On July 24, 2012, the U.S. Court of Appeals for the Eighth Circuit upheld a provision of a separate 2005 South Dakota state law requiring that a woman be told that by having an abortion she is subjecting herself to an increased risk of suicide and suicide ideation. Four judges dissented from the decision, with Judge Diana Murphy writing for the minority, “The most reliable evidence in the record shows that abortion does not have a causal relationship to the risk of suicide and that South Dakota's mandated advisory is not truthful, but actually misleading.”
This type of interference by politicians in the patient-doctor relationship is more and more common as state legislatures around the country pass similar laws – a practice which, in a recent issue of the New England Journal of Medicine, the nation’s major leading medical organizations denounced as “inappropriate legislative interference” and noted that lawmakers “increasingly intrude into the realm of medical practice, often to satisfy political agendas without regard to established, evidence-based guidelines for care.”

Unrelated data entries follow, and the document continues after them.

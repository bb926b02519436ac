use std::path::Path;
use std::sync::Arc;
use tracing::{info, warn};

use crate::ai::{ChatCompletionBackend, GenerativeBackend};
use crate::config::AppConfig;
use crate::explain::Explainer;
use crate::ocr::{OcrBackend, PdfParser};
use crate::pipeline::Pipeline;
use crate::storage::{Database, LocalObjectStore, ObjectStore};
use crate::utils::QuizResult;

/// 进程级依赖，启动时显式构建后传给各组件
pub struct AppContext {
    pub config: AppConfig,
    pub db: Database,
    pub store: Arc<dyn ObjectStore>,
    pub pipeline: Arc<Pipeline>,
    pub explainer: Explainer,
}

impl AppContext {
    /// 按配置连接数据库、对象存储与 AI 后端
    pub async fn from_config(config: AppConfig) -> QuizResult<Self> {
        tokio::fs::create_dir_all(&config.storage.objects_dir).await?;
        if let Some(parent) = Path::new(&config.storage.database_path).parent() {
            if !parent.as_os_str().is_empty() {
                tokio::fs::create_dir_all(parent).await?;
            }
        }

        let db = Database::new(&config.database_url()).await?;
        db.init_schema().await?;

        let store: Arc<dyn ObjectStore> = Arc::new(LocalObjectStore::new(&config.storage.objects_dir));
        let ai = ChatCompletionBackend::new(config.ai.clone())?;
        if !ai.is_configured() {
            warn!("AI API key 未配置，分类、生成与解释功能将不可用");
        }
        if config.server.event_token_is_default() {
            warn!("server.event_token 仍为默认值，任何知道默认值的调用方都能投递上传事件");
        }
        let ocr: Arc<dyn OcrBackend> = Arc::new(PdfParser::new(config.ocr.batch_size));

        info!("对象存储目录: {}", config.storage.objects_dir);
        Self::assemble(config, db, store, ocr, Arc::new(ai))
    }

    /// 用给定的后端组装上下文（测试中替换为内存库与脚本化后端）
    pub fn assemble(
        config: AppConfig,
        db: Database,
        store: Arc<dyn ObjectStore>,
        ocr: Arc<dyn OcrBackend>,
        ai: Arc<dyn GenerativeBackend>,
    ) -> QuizResult<Self> {
        let pipeline = Pipeline::new(
            db.clone(),
            store.clone(),
            ocr,
            ai.clone(),
            &config.ocr,
            config.pipeline.clone(),
        )?;
        let explainer = Explainer::new(db.clone(), ai, config.pipeline.stage_timeout());

        Ok(Self {
            config,
            db,
            store,
            pipeline: Arc::new(pipeline),
            explainer,
        })
    }
}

For more than 80 years, Planned Parenthood Minnesota, North Dakota, South Dakota has worked in our region to make sure all people have the information and the means to make free and responsible decisions about whether and when to have children. Planned Parenthood operates 20 clinics in Minnesota and South Dakota and an Online Health Center, providing quality and affordable family planning, reproductive health care services and education to nearly 64,000 women and men each year.